1) Ronald Radosh’s review of American Betrayal was so scathing I knew it had to be worth reading. He is a leftist plant who is so patently not on our side that the only wonder is that he is not universally recognised for who and what he is.
2) My own background living with my father who was a lifelong dedicated communist. I grew up understanding that the international communist conspiracy does not require everyone to receive a set of instructions to tell them what to do. They merely have to understand what the rules are and from then on they can be left on their own to play their part as they interpret it.
3) Reading the book which has been a dispiriting experience. Maybe I should just stop reading long books since they take so long but I do think it was the content.

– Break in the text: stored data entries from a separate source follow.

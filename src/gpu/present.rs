//! Present pass: copy the display buffer to a screen-sized target.
//!
//! With `canvas_scale` the buffer is stretched over the whole target, sampled
//! nearest or linear depending on `canvas_smooth`. Without it the buffer is
//! shown 1:1 from the top-left corner and the rest of the target is filled
//! with the background color.

use super::targets::RenderSurface;
use super::{fullscreen_pipeline, texture_entry, uniform_buffer, uniform_entry};
use crate::shader::create_module;
use crate::uniforms::PresentUniforms;
use crate::viewport::DisplaySize;

/// How the display buffer maps onto the target.
#[derive(Debug, Clone, Copy, PartialEq)]
pub struct PresentMode {
    pub stretch: bool,
    pub smooth: bool,
    pub background: [f32; 4],
}

pub struct PresentStage {
    pipeline: wgpu::RenderPipeline,
    bind_group_layout: wgpu::BindGroupLayout,
    uniforms: wgpu::Buffer,
    nearest: wgpu::Sampler,
    linear: wgpu::Sampler,
}

impl PresentStage {
    /// Build for a specific target format (the surface, or the capture texture).
    pub fn new(device: &wgpu::Device, source: &str, target_format: wgpu::TextureFormat) -> Self {
        let module = create_module(device, "Present Shader", source);

        let bind_group_layout = device.create_bind_group_layout(&wgpu::BindGroupLayoutDescriptor {
            label: Some("Present Bind Group Layout"),
            entries: &[
                uniform_entry(0, wgpu::ShaderStages::VERTEX),
                texture_entry(1, wgpu::ShaderStages::FRAGMENT, true),
                wgpu::BindGroupLayoutEntry {
                    binding: 2,
                    visibility: wgpu::ShaderStages::FRAGMENT,
                    ty: wgpu::BindingType::Sampler(wgpu::SamplerBindingType::Filtering),
                    count: None,
                },
            ],
        });

        let pipeline = fullscreen_pipeline(
            device,
            "Present Pipeline",
            &module,
            &bind_group_layout,
            target_format,
        );

        Self {
            pipeline,
            bind_group_layout,
            uniforms: uniform_buffer::<PresentUniforms>(device, "Present Uniforms"),
            nearest: create_sampler(device, "Present Sampler (Nearest)", wgpu::FilterMode::Nearest),
            linear: create_sampler(device, "Present Sampler (Linear)", wgpu::FilterMode::Linear),
        }
    }

    #[allow(clippy::too_many_arguments)]
    pub fn encode(
        &self,
        device: &wgpu::Device,
        queue: &wgpu::Queue,
        encoder: &mut wgpu::CommandEncoder,
        display: &RenderSurface,
        target: &wgpu::TextureView,
        target_width: u32,
        target_height: u32,
        mode: PresentMode,
    ) {
        let display_size = DisplaySize {
            width: display.width,
            height: display.height,
        };
        let (viewport_width, viewport_height, uniforms) = if mode.stretch {
            (target_width, target_height, PresentUniforms::STRETCH)
        } else {
            let width = display.width.min(target_width);
            let height = display.height.min(target_height);
            (width, height, PresentUniforms::unscaled(display_size, width, height))
        };
        queue.write_buffer(&self.uniforms, 0, bytemuck::bytes_of(&uniforms));

        let sampler = if mode.smooth { &self.linear } else { &self.nearest };
        let bind_group = device.create_bind_group(&wgpu::BindGroupDescriptor {
            label: Some("Present Bind Group"),
            layout: &self.bind_group_layout,
            entries: &[
                wgpu::BindGroupEntry {
                    binding: 0,
                    resource: self.uniforms.as_entire_binding(),
                },
                wgpu::BindGroupEntry {
                    binding: 1,
                    resource: wgpu::BindingResource::TextureView(&display.view),
                },
                wgpu::BindGroupEntry {
                    binding: 2,
                    resource: wgpu::BindingResource::Sampler(sampler),
                },
            ],
        });

        let [r, g, b, a] = mode.background;
        let mut pass = encoder.begin_render_pass(&wgpu::RenderPassDescriptor {
            label: Some("Present Pass"),
            color_attachments: &[Some(wgpu::RenderPassColorAttachment {
                view: target,
                resolve_target: None,
                ops: wgpu::Operations {
                    load: wgpu::LoadOp::Clear(wgpu::Color {
                        r: r as f64,
                        g: g as f64,
                        b: b as f64,
                        a: a as f64,
                    }),
                    store: wgpu::StoreOp::Store,
                },
            })],
            depth_stencil_attachment: None,
            timestamp_writes: None,
            occlusion_query_set: None,
        });
        pass.set_pipeline(&self.pipeline);
        pass.set_bind_group(0, &bind_group, &[]);
        if viewport_width > 0 && viewport_height > 0 {
            pass.set_viewport(0.0, 0.0, viewport_width as f32, viewport_height as f32, 0.0, 1.0);
            pass.draw(0..3, 0..1);
        }
    }
}

fn create_sampler(device: &wgpu::Device, label: &str, filter: wgpu::FilterMode) -> wgpu::Sampler {
    device.create_sampler(&wgpu::SamplerDescriptor {
        label: Some(label),
        address_mode_u: wgpu::AddressMode::ClampToEdge,
        address_mode_v: wgpu::AddressMode::ClampToEdge,
        address_mode_w: wgpu::AddressMode::ClampToEdge,
        mag_filter: filter,
        min_filter: filter,
        mipmap_filter: wgpu::FilterMode::Nearest,
        ..Default::default()
    })
}
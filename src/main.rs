use tracing::{error, info};
use tracing_subscriber::{EnvFilter, FmtSubscriber};

use flowtrail::{App, PipelineError, ShaderSet, SimulationParameters, DEFAULT_MAX_ROW_WIDTH};

/// Directory of `.wgsl` files overriding the built-in programs.
const SHADER_DIR_VAR: &str = "FLOWTRAIL_SHADERS";

fn main() {
    let filter = EnvFilter::try_from_default_env().unwrap_or_else(|_| EnvFilter::new("info"));
    let subscriber = FmtSubscriber::builder().with_env_filter(filter).finish();
    let _ = tracing::subscriber::set_global_default(subscriber);

    info!("flowtrail starting");
    if let Err(e) = run() {
        error!("{}", e);
        std::process::exit(1);
    }
}

fn run() -> Result<(), PipelineError> {
    // Optional preset as the first argument
    let preset = match std::env::args_os().nth(1) {
        Some(path) => {
            info!(path = ?path, "loading preset");
            Some(SimulationParameters::load(path)?)
        }
        None => None,
    };

    let shaders = match std::env::var_os(SHADER_DIR_VAR) {
        Some(dir) => ShaderSet::from_dir(dir)?,
        None => ShaderSet::builtin(),
    };

    App::new(preset, shaders, DEFAULT_MAX_ROW_WIDTH).run()
}
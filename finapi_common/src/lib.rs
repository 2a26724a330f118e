pub mod account_service;
pub mod accounts;
pub mod errors;
pub mod requests;
pub mod statement;
pub mod validation;

pub use requests::*;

4) What’s the content? When we were in New Orleans in 2010 I found for $3 a book titled The Politician by Robert Welch. Welch was the central figure in the John Birch Society which was this ultra-looney group on the far right when I was growing up. If you wanted preposterous then they would supply it. But between then and now my politics have moved from the left where they were then to the right where they are now. But even as I picked it up, my expectation would be that I am dealing with beyond the pale. Instead, I found Welch to be as moderate and reasonable as one could want, fully understanding who he was and how he would be viewed by others and portrayed by his enemies. He just took up the fight because he knew what he knew and could see no alternative but to try to do what he could to fix things. For what it’s worth, I still think Welch is looney and his views extreme but that he saw communism as a mortal enemy of freedom is to his credit.
5) And what Diana West writes across 400 pages might be summed up in a single sentence from The Politician.
The American people have not yet waked up to the clear evidence that Harry Hopkins, instead of being the fumbling half-mystical dogooder for which they took him, was one of the most successful Communist agents the Kremlin has ever found already planted in the American government, and then developed to top-level usefulness.” (217-218)
Diana West’s book is about Harry Hopkins, his role as a Stalinist agent and the influence he had over Roosevelt. It’s much more than that but on its own that is more than enough to make you see the world in a very different way. Weird even to write this down but it is the very implausibility that makes this an idea worth pondering. Radosh certainly had no arguments that would counter what West wrote.
6) In a nutshell, with Hopkins literally (as in actually, he really was) living in the White House during World War II, virtually the whole of American policy and strategy was designed with one purpose in mind – to allow the Russians to expand their grip on the rest of the world. Both the tyrannies of Eastern Europe after the war and the communist takeover in China were caused by these agents of influence who set American foreign policy and determined the allied war strategy. She may be wrong but she does tell an incredibly plausible story that fits with everything I already know. And if it is true, you can hardly see how an enemy this powerful can ever lose. I take the same view as Whittaker Chambers, we are on the losing side.
7) All of which West ties to the present struggle with Islamic jihad where those within our political elites who you would think ought to be alerting us to the dangers of letting down our guard are instead conspiring with the Islamists to create a world in which the rest of us will come under their sway. I cannot understand why they would do it but there seems too little evidence of resistance and plenty of evidence of collaboration.
8) As with Communism, the only saving grace in the end is just how repulsive the Islamic enemy is. But if the fifth column is as relentless and as well placed as the communists were (and are) I do not see how this can be overcome. Hence depressing but I do not wish to be so defeatist. But it’s a war that now that I see the dimensions of makes me tired and fearful. It also makes everything else seem so minimal.
Maybe I’ll be more rested tomorrow but tonight it has gotten right on top of me.